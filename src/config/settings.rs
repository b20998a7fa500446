//! Application settings loaded from environment variables.

use std::env;
use std::fmt;

use super::constants::{
    APP_ENV_PRODUCTION, APP_ENV_TEST, DEFAULT_DATABASE_URL, DEFAULT_MAX_CONNECTIONS,
    DEFAULT_SERVER_HOST, DEFAULT_SERVER_PORT, TEST_DATABASE_URL,
};

/// Deployment mode of the process.
#[derive(Debug, Clone, Copy, PartialEq, Eq, Default)]
pub enum AppEnv {
    #[default]
    Development,
    Production,
    /// Ephemeral mode: the users table is wiped on startup.
    Test,
}

impl AppEnv {
    /// Parse an `APP_ENV` value. Unknown values fall back to development.
    pub fn parse(value: &str) -> Self {
        match value.trim().to_ascii_lowercase().as_str() {
            APP_ENV_TEST => AppEnv::Test,
            APP_ENV_PRODUCTION => AppEnv::Production,
            _ => AppEnv::Development,
        }
    }

    pub fn is_test(&self) -> bool {
        matches!(self, AppEnv::Test)
    }
}

impl fmt::Display for AppEnv {
    fn fmt(&self, f: &mut fmt::Formatter<'_>) -> fmt::Result {
        match self {
            AppEnv::Development => write!(f, "development"),
            AppEnv::Production => write!(f, "production"),
            AppEnv::Test => write!(f, "test"),
        }
    }
}

/// Everything the store needs to open its connection.
///
/// Built from [`Config`] at startup so the store never reads the environment.
#[derive(Clone)]
pub struct DatabaseOptions {
    pub url: String,
    pub max_connections: u32,
    /// Clear all rows (and the id sequence) right after the schema is ensured.
    pub reset_on_start: bool,
}

impl DatabaseOptions {
    /// Options for a fresh, private in-memory SQLite store.
    pub fn in_memory() -> Self {
        Self {
            url: TEST_DATABASE_URL.to_string(),
            max_connections: 1,
            reset_on_start: true,
        }
    }

    /// Whether the whole store lives inside its connection.
    pub fn is_in_memory(&self) -> bool {
        is_in_memory_sqlite(&self.url)
    }
}

impl fmt::Debug for DatabaseOptions {
    fn fmt(&self, f: &mut fmt::Formatter<'_>) -> fmt::Result {
        f.debug_struct("DatabaseOptions")
            .field("url", &"[REDACTED]")
            .field("max_connections", &self.max_connections)
            .field("reset_on_start", &self.reset_on_start)
            .finish()
    }
}

/// Application configuration
#[derive(Clone)]
pub struct Config {
    pub app_env: AppEnv,
    pub database_url: String,
    pub database_max_connections: u32,
    pub server_host: String,
    pub server_port: u16,
}

impl fmt::Debug for Config {
    fn fmt(&self, f: &mut fmt::Formatter<'_>) -> fmt::Result {
        f.debug_struct("Config")
            .field("app_env", &self.app_env)
            .field("database_url", &"[REDACTED]")
            .field("database_max_connections", &self.database_max_connections)
            .field("server_host", &self.server_host)
            .field("server_port", &self.server_port)
            .finish()
    }
}

impl Config {
    /// Load configuration from environment variables (and `.env` if present).
    pub fn from_env() -> Self {
        dotenvy::dotenv().ok();
        Self::from_lookup(|key| env::var(key).ok())
    }

    /// Build configuration from an arbitrary variable lookup.
    pub fn from_lookup<F>(lookup: F) -> Self
    where
        F: Fn(&str) -> Option<String>,
    {
        let app_env = lookup("APP_ENV")
            .map(|v| AppEnv::parse(&v))
            .unwrap_or_default();

        let database_url = lookup("DATABASE_URL").unwrap_or_else(|| {
            if app_env.is_test() {
                TEST_DATABASE_URL.to_string()
            } else {
                DEFAULT_DATABASE_URL.to_string()
            }
        });

        // An in-memory SQLite database lives inside a single connection
        let database_max_connections = if is_in_memory_sqlite(&database_url) {
            1
        } else {
            lookup("DATABASE_MAX_CONNECTIONS")
                .and_then(|v| v.parse().ok())
                .filter(|n| *n > 0)
                .unwrap_or(DEFAULT_MAX_CONNECTIONS)
        };

        Self {
            app_env,
            database_url,
            database_max_connections,
            server_host: lookup("SERVER_HOST").unwrap_or_else(|| DEFAULT_SERVER_HOST.to_string()),
            server_port: lookup("SERVER_PORT")
                .or_else(|| lookup("EXPRESS_PORT"))
                .and_then(|v| v.parse().ok())
                .unwrap_or(DEFAULT_SERVER_PORT),
        }
    }

    /// Store options derived from this configuration.
    pub fn database_options(&self) -> DatabaseOptions {
        DatabaseOptions {
            url: self.database_url.clone(),
            max_connections: self.database_max_connections,
            reset_on_start: self.app_env.is_test(),
        }
    }

    /// Get the full server address.
    pub fn server_addr(&self) -> String {
        format!("{}:{}", self.server_host, self.server_port)
    }
}

fn is_in_memory_sqlite(url: &str) -> bool {
    url.starts_with("sqlite") && (url.contains(":memory:") || url.contains("mode=memory"))
}
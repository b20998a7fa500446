//! OpenAPI documentation configuration.
//!
//! Provides Swagger UI for API exploration and testing.

use utoipa::OpenApi;

use crate::api::handlers::user_handler;
use crate::domain::{User, UserFields};

/// OpenAPI documentation for the user CRUD service
#[derive(OpenApi)]
#[openapi(
    info(
        title = "User CRUD",
        version = "0.1.0",
        description = "Create, list, read, update and delete users backed by a SQL store"
    ),
    servers(
        (url = "http://localhost:3000", description = "Local development server")
    ),
    paths(
        user_handler::create_user,
        user_handler::list_users,
        user_handler::get_user,
        user_handler::update_user,
        user_handler::delete_user,
    ),
    components(
        schemas(User, UserFields)
    ),
    tags(
        (name = "Users", description = "User management operations")
    )
)]
pub struct ApiDoc;
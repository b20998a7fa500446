//! Application services layer - Use cases and business logic.
//!
//! Services orchestrate domain logic and infrastructure to fulfill
//! application use cases. They depend on the repository trait so the
//! store can be swapped or mocked.

mod user_service;

pub use user_service::{UserLookup, UserManager, UserService};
============
From the first line of the records through the line with "pub struct DatabaseOptions", retype everything word for word, including both ends.

Written solution:
filename src/config/settings.rs
repository b20998a7fa500446
//! Application settings loaded from environment variables.

use std::env;
use std::fmt;

use super::constants::{
    APP_ENV_PRODUCTION, APP_ENV_TEST, DEFAULT_DATABASE_URL, DEFAULT_MAX_CONNECTIONS,
    DEFAULT_SERVER_HOST, DEFAULT_SERVER_PORT, TEST_DATABASE_URL,
};

/// Deployment mode of the process.
#[derive(Debug, Clone, Copy, PartialEq, Eq, Default)]
pub enum AppEnv {
    #[default]
    Development,
    Production,
    /// Ephemeral mode: the users table is wiped on startup.
    Test,
}

impl AppEnv {
    /// Parse an `APP_ENV` value. Unknown values fall back to development.
    pub fn parse(value: &str) -> Self {
        match value.trim().to_ascii_lowercase().as_str() {
            APP_ENV_TEST => AppEnv::Test,
            APP_ENV_PRODUCTION => AppEnv::Production,
            _ => AppEnv::Development,
        }
    }

    pub fn is_test(&self) -> bool {
        matches!(self, AppEnv::Test)
    }
}

impl fmt::Display for AppEnv {
    fn fmt(&self, f: &mut fmt::Formatter<'_>) -> fmt::Result {
        match self {
            AppEnv::Development => write!(f, "development"),
            AppEnv::Production => write!(f, "production"),
            AppEnv::Test => write!(f, "test"),
        }
    }
}

/// Everything the store needs to open its connection.
///
/// Built from [`Config`] at startup so the store never reads the environment.
#[derive(Clone)]
pub struct DatabaseOptions {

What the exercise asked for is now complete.